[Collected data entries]
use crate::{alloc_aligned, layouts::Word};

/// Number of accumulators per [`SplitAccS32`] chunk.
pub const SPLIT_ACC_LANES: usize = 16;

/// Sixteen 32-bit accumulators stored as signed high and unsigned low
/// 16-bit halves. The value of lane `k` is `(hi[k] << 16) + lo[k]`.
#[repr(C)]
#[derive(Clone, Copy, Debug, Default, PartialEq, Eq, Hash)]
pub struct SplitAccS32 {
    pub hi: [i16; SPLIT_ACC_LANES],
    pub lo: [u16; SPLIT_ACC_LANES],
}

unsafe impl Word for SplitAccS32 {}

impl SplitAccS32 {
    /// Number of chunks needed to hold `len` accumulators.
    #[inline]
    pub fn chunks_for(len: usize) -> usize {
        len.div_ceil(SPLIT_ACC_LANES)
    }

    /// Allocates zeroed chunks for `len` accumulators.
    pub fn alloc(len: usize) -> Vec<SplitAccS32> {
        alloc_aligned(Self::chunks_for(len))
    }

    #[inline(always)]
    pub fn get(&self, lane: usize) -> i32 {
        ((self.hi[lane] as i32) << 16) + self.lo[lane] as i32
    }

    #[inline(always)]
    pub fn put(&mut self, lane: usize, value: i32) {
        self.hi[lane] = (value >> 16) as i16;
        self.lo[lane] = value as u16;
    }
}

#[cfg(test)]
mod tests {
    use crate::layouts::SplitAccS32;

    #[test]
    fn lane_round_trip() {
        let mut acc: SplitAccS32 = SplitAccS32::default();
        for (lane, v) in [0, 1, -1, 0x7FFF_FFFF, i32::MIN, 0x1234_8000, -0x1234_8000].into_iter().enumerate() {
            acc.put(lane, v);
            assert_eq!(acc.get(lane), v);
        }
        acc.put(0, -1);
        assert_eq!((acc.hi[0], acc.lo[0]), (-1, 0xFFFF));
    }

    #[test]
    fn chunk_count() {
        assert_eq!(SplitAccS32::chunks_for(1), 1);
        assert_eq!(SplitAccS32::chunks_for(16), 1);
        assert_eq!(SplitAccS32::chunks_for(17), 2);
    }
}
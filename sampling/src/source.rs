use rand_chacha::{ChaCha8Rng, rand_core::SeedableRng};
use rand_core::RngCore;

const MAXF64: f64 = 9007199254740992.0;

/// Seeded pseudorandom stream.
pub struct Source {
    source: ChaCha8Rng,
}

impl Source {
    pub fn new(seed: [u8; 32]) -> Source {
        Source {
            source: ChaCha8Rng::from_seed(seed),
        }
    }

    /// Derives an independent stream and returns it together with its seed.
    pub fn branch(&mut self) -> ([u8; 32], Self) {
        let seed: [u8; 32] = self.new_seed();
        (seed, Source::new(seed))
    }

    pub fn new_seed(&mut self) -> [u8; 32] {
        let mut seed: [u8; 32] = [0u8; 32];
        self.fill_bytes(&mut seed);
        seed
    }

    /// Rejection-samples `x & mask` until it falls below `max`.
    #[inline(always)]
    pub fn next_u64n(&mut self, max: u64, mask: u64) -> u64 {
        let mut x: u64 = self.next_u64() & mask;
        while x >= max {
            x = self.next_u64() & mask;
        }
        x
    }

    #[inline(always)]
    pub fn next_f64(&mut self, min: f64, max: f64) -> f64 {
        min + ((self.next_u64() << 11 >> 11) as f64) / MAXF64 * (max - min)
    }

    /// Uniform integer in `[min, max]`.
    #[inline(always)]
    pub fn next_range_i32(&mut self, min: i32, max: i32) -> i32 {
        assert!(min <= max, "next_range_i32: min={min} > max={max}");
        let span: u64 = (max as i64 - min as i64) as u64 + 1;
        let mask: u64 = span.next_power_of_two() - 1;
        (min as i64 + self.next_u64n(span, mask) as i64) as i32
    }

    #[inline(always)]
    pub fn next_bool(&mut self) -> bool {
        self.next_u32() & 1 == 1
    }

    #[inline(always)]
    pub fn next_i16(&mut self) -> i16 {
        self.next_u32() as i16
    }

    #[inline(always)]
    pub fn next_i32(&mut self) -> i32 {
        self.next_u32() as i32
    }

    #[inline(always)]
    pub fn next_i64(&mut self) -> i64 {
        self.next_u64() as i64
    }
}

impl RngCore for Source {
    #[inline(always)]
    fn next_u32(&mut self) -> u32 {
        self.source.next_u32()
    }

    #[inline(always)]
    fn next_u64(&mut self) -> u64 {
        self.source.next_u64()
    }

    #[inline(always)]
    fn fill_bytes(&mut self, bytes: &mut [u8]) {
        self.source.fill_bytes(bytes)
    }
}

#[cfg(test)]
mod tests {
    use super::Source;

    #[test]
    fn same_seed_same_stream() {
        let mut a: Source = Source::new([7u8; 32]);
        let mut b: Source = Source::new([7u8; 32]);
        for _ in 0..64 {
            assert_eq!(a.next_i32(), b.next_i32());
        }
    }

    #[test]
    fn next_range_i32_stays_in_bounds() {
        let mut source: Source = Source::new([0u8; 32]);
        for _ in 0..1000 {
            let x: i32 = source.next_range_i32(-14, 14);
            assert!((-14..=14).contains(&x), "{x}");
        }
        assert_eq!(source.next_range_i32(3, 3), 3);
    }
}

* * *

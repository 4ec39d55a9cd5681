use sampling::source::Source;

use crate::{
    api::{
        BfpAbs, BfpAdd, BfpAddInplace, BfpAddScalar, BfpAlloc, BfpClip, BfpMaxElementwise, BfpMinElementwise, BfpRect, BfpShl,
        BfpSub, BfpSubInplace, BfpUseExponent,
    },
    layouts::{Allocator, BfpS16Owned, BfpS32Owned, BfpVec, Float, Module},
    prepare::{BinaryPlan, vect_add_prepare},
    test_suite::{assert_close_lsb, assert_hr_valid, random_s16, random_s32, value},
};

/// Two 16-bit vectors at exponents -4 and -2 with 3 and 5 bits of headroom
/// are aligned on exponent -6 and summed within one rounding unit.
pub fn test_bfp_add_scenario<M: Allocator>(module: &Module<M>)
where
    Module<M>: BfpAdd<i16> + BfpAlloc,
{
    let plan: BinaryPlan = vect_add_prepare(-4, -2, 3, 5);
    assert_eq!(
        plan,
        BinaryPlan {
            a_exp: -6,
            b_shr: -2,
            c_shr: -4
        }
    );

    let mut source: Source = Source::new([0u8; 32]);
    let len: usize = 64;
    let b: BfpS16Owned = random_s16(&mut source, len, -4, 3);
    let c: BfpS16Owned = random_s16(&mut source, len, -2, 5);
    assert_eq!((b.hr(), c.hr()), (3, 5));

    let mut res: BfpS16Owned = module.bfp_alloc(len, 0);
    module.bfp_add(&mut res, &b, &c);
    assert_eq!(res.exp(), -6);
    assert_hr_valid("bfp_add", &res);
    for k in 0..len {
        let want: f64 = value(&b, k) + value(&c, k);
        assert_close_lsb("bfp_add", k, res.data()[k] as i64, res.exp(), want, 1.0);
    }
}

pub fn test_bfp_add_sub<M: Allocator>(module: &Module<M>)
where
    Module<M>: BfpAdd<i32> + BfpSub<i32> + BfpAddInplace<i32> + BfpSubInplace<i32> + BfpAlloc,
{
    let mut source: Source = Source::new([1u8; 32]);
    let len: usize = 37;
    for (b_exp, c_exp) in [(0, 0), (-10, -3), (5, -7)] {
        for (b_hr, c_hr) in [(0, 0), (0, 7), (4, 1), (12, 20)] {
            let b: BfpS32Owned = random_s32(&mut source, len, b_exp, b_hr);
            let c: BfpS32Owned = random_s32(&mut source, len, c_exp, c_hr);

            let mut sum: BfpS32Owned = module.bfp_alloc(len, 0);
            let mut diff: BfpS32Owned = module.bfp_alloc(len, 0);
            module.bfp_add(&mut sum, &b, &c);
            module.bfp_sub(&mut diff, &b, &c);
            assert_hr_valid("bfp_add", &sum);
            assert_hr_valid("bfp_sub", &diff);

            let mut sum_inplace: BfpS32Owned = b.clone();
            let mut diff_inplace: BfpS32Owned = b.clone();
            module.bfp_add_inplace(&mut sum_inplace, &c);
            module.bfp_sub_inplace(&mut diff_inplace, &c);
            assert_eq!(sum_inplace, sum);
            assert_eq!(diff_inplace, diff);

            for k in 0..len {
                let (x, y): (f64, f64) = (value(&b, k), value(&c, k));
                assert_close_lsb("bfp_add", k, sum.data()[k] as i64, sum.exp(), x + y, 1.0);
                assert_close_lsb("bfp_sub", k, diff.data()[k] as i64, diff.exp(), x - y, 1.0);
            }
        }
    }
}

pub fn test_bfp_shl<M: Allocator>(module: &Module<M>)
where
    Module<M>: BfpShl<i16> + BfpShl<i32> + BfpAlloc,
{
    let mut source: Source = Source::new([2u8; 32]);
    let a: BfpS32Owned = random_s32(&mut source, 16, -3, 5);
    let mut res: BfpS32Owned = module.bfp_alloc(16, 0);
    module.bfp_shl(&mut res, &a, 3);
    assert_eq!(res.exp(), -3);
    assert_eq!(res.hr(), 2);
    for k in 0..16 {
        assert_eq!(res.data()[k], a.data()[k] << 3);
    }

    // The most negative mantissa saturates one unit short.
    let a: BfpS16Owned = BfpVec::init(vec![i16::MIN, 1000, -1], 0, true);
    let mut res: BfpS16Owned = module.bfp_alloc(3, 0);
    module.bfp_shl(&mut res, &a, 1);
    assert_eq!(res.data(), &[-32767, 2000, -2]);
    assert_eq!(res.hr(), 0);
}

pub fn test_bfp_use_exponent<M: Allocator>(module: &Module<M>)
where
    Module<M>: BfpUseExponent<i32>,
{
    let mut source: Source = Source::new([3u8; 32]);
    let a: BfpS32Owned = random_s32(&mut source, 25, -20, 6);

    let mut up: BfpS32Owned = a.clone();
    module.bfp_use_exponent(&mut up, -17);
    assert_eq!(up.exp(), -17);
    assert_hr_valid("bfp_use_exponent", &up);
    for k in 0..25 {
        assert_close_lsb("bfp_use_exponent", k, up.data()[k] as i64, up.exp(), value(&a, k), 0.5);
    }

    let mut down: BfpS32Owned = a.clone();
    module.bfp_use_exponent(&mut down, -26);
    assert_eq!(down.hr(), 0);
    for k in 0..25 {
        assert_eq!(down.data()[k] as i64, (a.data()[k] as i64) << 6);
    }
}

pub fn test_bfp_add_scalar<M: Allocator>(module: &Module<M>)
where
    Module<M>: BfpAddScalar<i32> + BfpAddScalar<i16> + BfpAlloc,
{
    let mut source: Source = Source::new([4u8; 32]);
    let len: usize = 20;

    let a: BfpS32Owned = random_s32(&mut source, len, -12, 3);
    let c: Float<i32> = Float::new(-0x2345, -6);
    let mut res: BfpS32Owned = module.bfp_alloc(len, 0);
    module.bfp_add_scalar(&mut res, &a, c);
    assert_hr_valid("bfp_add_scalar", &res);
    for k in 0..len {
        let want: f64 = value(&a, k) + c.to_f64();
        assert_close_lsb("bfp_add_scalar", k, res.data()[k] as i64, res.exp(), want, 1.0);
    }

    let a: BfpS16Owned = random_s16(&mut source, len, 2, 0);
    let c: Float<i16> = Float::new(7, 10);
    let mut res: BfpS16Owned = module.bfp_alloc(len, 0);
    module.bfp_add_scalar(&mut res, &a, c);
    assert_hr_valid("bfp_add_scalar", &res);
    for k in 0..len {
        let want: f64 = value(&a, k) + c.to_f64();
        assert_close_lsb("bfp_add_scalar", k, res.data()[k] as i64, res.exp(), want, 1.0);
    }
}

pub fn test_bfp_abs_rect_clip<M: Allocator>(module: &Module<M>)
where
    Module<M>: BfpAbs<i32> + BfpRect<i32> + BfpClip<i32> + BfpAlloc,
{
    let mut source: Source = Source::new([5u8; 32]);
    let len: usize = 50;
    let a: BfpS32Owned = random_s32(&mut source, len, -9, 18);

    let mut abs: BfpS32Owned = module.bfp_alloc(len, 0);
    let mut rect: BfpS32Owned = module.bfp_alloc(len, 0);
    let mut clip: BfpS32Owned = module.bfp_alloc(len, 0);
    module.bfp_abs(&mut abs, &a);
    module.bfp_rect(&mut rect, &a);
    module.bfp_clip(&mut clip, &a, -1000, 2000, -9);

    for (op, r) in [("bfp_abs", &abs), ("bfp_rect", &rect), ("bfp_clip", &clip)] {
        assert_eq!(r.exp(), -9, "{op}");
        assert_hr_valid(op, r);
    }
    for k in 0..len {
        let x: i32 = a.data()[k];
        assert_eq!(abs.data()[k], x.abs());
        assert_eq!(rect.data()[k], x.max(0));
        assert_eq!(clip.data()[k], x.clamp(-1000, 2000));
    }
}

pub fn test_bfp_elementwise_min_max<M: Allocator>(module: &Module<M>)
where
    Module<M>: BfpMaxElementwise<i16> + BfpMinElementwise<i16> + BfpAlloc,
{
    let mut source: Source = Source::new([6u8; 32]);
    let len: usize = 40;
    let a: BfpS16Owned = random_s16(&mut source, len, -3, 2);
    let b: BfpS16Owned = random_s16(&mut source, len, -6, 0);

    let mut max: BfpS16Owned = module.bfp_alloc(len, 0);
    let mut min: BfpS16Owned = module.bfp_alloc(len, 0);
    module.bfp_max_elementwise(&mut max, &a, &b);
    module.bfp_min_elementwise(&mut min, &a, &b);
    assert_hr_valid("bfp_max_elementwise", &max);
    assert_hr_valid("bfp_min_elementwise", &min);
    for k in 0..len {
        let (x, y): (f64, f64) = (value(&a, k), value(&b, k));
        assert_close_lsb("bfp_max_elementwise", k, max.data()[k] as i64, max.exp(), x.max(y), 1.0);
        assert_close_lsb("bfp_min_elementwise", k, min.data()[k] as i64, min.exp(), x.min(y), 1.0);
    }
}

▸ **To do**
Return all lines in the data that include the word "down".

▸ **Written response**
    let mut down: BfpS32Owned = a.clone();
    module.bfp_use_exponent(&mut down, -26);
    assert_eq!(down.hr(), 0);
        assert_eq!(down.data()[k] as i64, (a.data()[k] as i64) << 6);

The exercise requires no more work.